One is a leaning exercise to stretch my ITB, one is to strengthen the thigh muscles and one is to strengthen the glutes. They take 26 minutes to do (not including time to lay out the mat and get down and up and reposition for the leaning exercises.)
I have two back extension exercises to do as well and one where I lie on my tummy and lift alternate arm/leg and hold. I have a modified squatting exercise as well. Those take another 25 minutes to do if I do them fully. So in theory, my physio takes an hour. But I'm supposed to do three sets a day of the knee, so if I did all my physio, everyday, I'd be spending 2 hours on physio alone, not including icing time (although sometimes I ice my knees just during the first three floor exercises to cut down on icing time of 20 minutes 3x per day.)
Obviously, I don't follow this regime but it is an example of how each exercise, while simple and short, actually adds up to a part time job, leaving little time to do any other exercise.

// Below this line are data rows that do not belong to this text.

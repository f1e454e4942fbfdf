//! Image converter: wraps image bytes in a base64 data URL.

use async_trait::async_trait;
use base64::engine::general_purpose::STANDARD;
use base64::Engine;

use attache_core::file_safety::normalize_mime;
use attache_core::{ConverterType, Error, Input, OutputConverter, OutputPart, Result};

pub struct ImageConverter;

/// Encode bytes as a `data:` URL.
pub(crate) fn data_url(mime_type: &str, data: &[u8]) -> String {
    format!("data:{};base64,{}", mime_type, STANDARD.encode(data))
}

#[async_trait]
impl OutputConverter for ImageConverter {
    fn converter_type(&self) -> ConverterType {
        ConverterType::Image
    }

    async fn convert(&self, input: &Input) -> Result<Vec<OutputPart>> {
        let mime = normalize_mime(&input.mime_type);
        if !mime.starts_with("image/") {
            return Err(Error::Conversion(format!("'{}' is not an image", mime)));
        }
        if input.data.is_empty() {
            return Err(Error::Conversion("Cannot convert empty image data".to_string()));
        }
        Ok(vec![OutputPart::image(data_url(&mime, input.data.as_bytes()))])
    }

    async fn health_check(&self) -> Result<bool> {
        Ok(true)
    }

    fn name(&self) -> &str {
        "image"
    }
}
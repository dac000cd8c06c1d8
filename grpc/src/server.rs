//! gRPC server setup and configuration.

use std::future::Future;

use slog::Logger;
use tokio::net::TcpListener;
use tokio_stream::wrappers::TcpListenerStream;
use tonic::transport::Server;
use tonic::transport::server::Router;

use crate::config::RpcConfig;
use crate::mempool::MempoolReader;
use crate::proto::node_read_service_server::NodeReadServiceServer;
use crate::services::NodeReadServiceImpl;

/// Read-only context for services that only query state.
///
/// This context is `Send + Sync` and safe for use with tonic's async trait.
#[derive(Clone)]
pub struct ReadOnlyContext {
    /// Mempool snapshot reader (lock-free). `None` until a mempool is attached.
    pub mempool: Option<MempoolReader>,
    /// Logger
    pub logger: Logger,
}

impl ReadOnlyContext {
    /// Create a new read-only context.
    pub fn new(mempool: Option<MempoolReader>, logger: Logger) -> Self {
        Self { mempool, logger }
    }
}

/// gRPC server instance.
pub struct RpcServer {
    config: RpcConfig,
    context: ReadOnlyContext,
}

impl RpcServer {
    /// Create a new RPC server with the given configuration and context.
    pub fn new(config: RpcConfig, context: ReadOnlyContext) -> Self {
        Self { config, context }
    }

    /// Start the gRPC server on the configured address.
    ///
    /// This will block until the server is shut down.
    pub async fn serve(self) -> Result<(), tonic::transport::Error> {
        let addr = self.config.listen_addr;
        self.log_start(&addr.to_string());
        self.into_router().serve(addr).await
    }

    /// Start the gRPC server on the configured address and stop when
    /// `signal` resolves.
    pub async fn serve_with_shutdown<F>(self, signal: F) -> Result<(), tonic::transport::Error>
    where
        F: Future<Output = ()>,
    {
        let addr = self.config.listen_addr;
        self.log_start(&addr.to_string());
        self.into_router().serve_with_shutdown(addr, signal).await
    }

    /// Serve on an already bound listener (e.g. an ephemeral port) and stop
    /// when `signal` resolves. `listen_addr` from the config is ignored.
    pub async fn serve_with_listener<F>(
        self,
        listener: TcpListener,
        signal: F,
    ) -> Result<(), tonic::transport::Error>
    where
        F: Future<Output = ()>,
    {
        let addr = listener
            .local_addr()
            .map(|addr| addr.to_string())
            .unwrap_or_else(|_| "unknown".to_string());
        self.log_start(&addr);

        let incoming = TcpListenerStream::new(listener);
        self.into_router()
            .serve_with_incoming_shutdown(incoming, signal)
            .await
    }

    fn log_start(&self, addr: &str) {
        slog::info!(
            self.context.logger,
            "Starting gRPC server";
            "address" => addr,
            "node_id" => &self.config.node_id,
            "node_type" => %self.config.node_type,
            "network" => %self.config.network,
            "mempool_attached" => self.context.mempool.is_some(),
        );
    }

    fn into_router(self) -> Router {
        let max_message_size = self.config.max_message_size;
        let node_read_service = NodeReadServiceImpl::new(
            self.context,
            self.config.node_id.clone(),
            self.config.node_type,
            max_message_size,
        );

        let service = NodeReadServiceServer::new(node_read_service)
            .max_decoding_message_size(max_message_size)
            .max_encoding_message_size(max_message_size);

        Server::builder()
            .timeout(self.config.request_timeout())
            .max_concurrent_streams(self.config.max_concurrent_streams)
            .add_service(service)
    }
}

If I let my perfection get in the way, I end up skipping them far too often. So I sometimes just do two or three of them and skip the rest. Can't do the glute one now anyway, so that's easy to skip and the modify squat is also off my list until I get an inflatable ball. I gave away my smaller exercise ball during the move.
I've put the back exercises (from 10 years ago) back into my routines and wish list because I'm thinking the knee issues may be back issue caused.
My starting weight for the month is 189, before breakfast. Which is pretty good considering I had pizza for dinner last night. I expected the water retention to add a pound.